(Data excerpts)

····················

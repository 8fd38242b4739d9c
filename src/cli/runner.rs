//! CLI runner - executes commands

use crate::cli::commands::{Cli, Commands, OutputFormat};
use crate::config::PagerConfig;
use crate::error::{Error, Result, ResultExt};
use crate::pagination::{parse_links, parse_page_params, PageSource, PagingResource};
use crate::types::Item;
use serde_json::{json, Value};
use std::collections::BTreeMap;
use tracing::info;

/// CLI runner
pub struct Runner {
    cli: Cli,
}

impl Runner {
    /// Create a new runner
    pub fn new(cli: Cli) -> Self {
        Self { cli }
    }

    /// Run the CLI command
    pub async fn run(&self) -> Result<()> {
        match &self.cli.command {
            Commands::Fetch { pages } => self.fetch(pages).await,
            Commands::Validate => self.validate(),
            Commands::Links { header } => {
                self.links(header);
                Ok(())
            }
        }
    }

    /// Resolve the collection config from the file and command-line overrides
    pub fn load_config(&self) -> Result<PagerConfig> {
        let mut config = match (&self.cli.config, &self.cli.url) {
            (Some(path), _) => PagerConfig::from_file(path)?,
            (None, Some(url)) => PagerConfig::new(url.clone()),
            (None, None) => {
                return Err(Error::config(
                    "No collection given. Use --config <FILE> or --url <URL>",
                ))
            }
        };

        if let (Some(_), Some(url)) = (&self.cli.config, &self.cli.url) {
            config.endpoint.clone_from(url);
        }
        if let Some(size) = self.cli.page_size {
            config.page_size = size;
        }
        for (key, value) in &self.cli.params {
            config.params.insert(key.clone(), value.clone());
        }

        config.validate()?;
        Ok(config)
    }

    async fn fetch(&self, pages: &[String]) -> Result<()> {
        let config = self.load_config()?;
        let mut resource = config.build_resource()?;
        info!("Fetching {}", config.endpoint);

        resource.fetch_first_page(Some(config.page_size)).await?;
        self.emit_page(&resource, "first");

        for key in pages {
            resource
                .fetch_page(key)
                .await
                .with_context(|| format!("Navigating to '{key}'"))?;
            self.emit_page(&resource, key);
        }

        Ok(())
    }

    fn validate(&self) -> Result<()> {
        let config = self.load_config()?;
        let summary = json!({
            "type": "VALID",
            "endpoint": config.endpoint,
            "page_size": config.page_size,
            "params": config.params.iter().collect::<BTreeMap<_, _>>(),
            "conditional_requests": config.conditional_requests,
        });

        match self.cli.format {
            OutputFormat::Json => println!("{summary}"),
            OutputFormat::Pretty => {
                println!("Config OK: {}", config.endpoint);
                println!("  page size: {}", config.page_size);
                for (key, value) in config.params.iter().collect::<BTreeMap<_, _>>() {
                    println!("  param {key}={value}");
                }
            }
        }
        Ok(())
    }

    fn links(&self, header: &str) {
        let links = parse_links(Some(header))
            .into_iter()
            .collect::<BTreeMap<_, _>>();

        for (rel, url) in links {
            let params = parse_page_params(&url);
            match self.cli.format {
                OutputFormat::Json => println!(
                    "{}",
                    json!({
                        "rel": rel,
                        "url": url,
                        "maxItems": params.max_items,
                        "skipCount": params.skip_count,
                        "page": params.page_number(),
                    })
                ),
                OutputFormat::Pretty => println!("{rel:>6}: {url} ({params})"),
            }
        }
    }

    fn emit_page<S: PageSource>(&self, resource: &PagingResource<S>, key: &str) {
        let state = resource.pagination_state();
        let items = resource.current_items();

        match self.cli.format {
            OutputFormat::Json => println!("{}", page_message(key, resource)),
            OutputFormat::Pretty => {
                println!(
                    "== {} -> page {}/{} ({} items)",
                    key,
                    state.current_page_number,
                    state.count_of_pages,
                    items.len()
                );
                for item in items {
                    println!("  {item}");
                }
            }
        }
    }
}

/// JSON message describing the current page of a resource
pub fn page_message<S: PageSource>(key: &str, resource: &PagingResource<S>) -> Value {
    let state = resource.pagination_state();
    json!({
        "type": "PAGE",
        "key": key,
        "page": state.current_page_number,
        "count_of_pages": state.count_of_pages,
        "items": resource.current_items().iter().cloned().collect::<Vec<Item>>(),
    })
}

#[cfg(test)]
mod tests {
    use super::*;
    use clap::Parser;
    use std::io::Write;

    fn runner(args: &[&str]) -> Runner {
        Runner::new(Cli::try_parse_from(args).unwrap())
    }

    #[test]
    fn test_load_config_from_url() {
        let runner = runner(&[
            "remote-pager",
            "--url",
            "https://example.com/api/items",
            "-p",
            "userId=u1",
            "--page-size",
            "5",
            "validate",
        ]);
        let config = runner.load_config().unwrap();

        assert_eq!(config.endpoint, "https://example.com/api/items");
        assert_eq!(config.page_size, 5);
        assert_eq!(config.params.get("userId"), Some(&"u1".to_string()));
    }

    #[test]
    fn test_load_config_file_with_overrides() {
        let mut file = tempfile::NamedTempFile::new().unwrap();
        writeln!(
            file,
            "endpoint: https://example.com/api/organization\npage_size: 20\nparams:\n  userId: a"
        )
        .unwrap();
        let path = file.path().to_string_lossy().to_string();

        let runner = runner(&[
            "remote-pager",
            "--config",
            &path,
            "-p",
            "userId=b",
            "validate",
        ]);
        let config = runner.load_config().unwrap();

        assert_eq!(config.page_size, 20);
        assert_eq!(config.params.get("userId"), Some(&"b".to_string()));
    }

    #[test]
    fn test_load_config_requires_source() {
        let runner = runner(&["remote-pager", "validate"]);
        let err = runner.load_config().unwrap_err();
        assert!(matches!(err, Error::Config { .. }));
    }

    #[test]
    fn test_load_config_rejects_reserved_param() {
        let runner = runner(&[
            "remote-pager",
            "--url",
            "https://example.com/api/items",
            "-p",
            "maxItems=3",
            "validate",
        ]);
        assert!(runner.load_config().is_err());
    }
}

····················

== Work item ==
Pull out every line of the records above that contains the word "summary".

== Solution to this exercise ==
        let summary = json!({
            OutputFormat::Json => println!("{summary}"),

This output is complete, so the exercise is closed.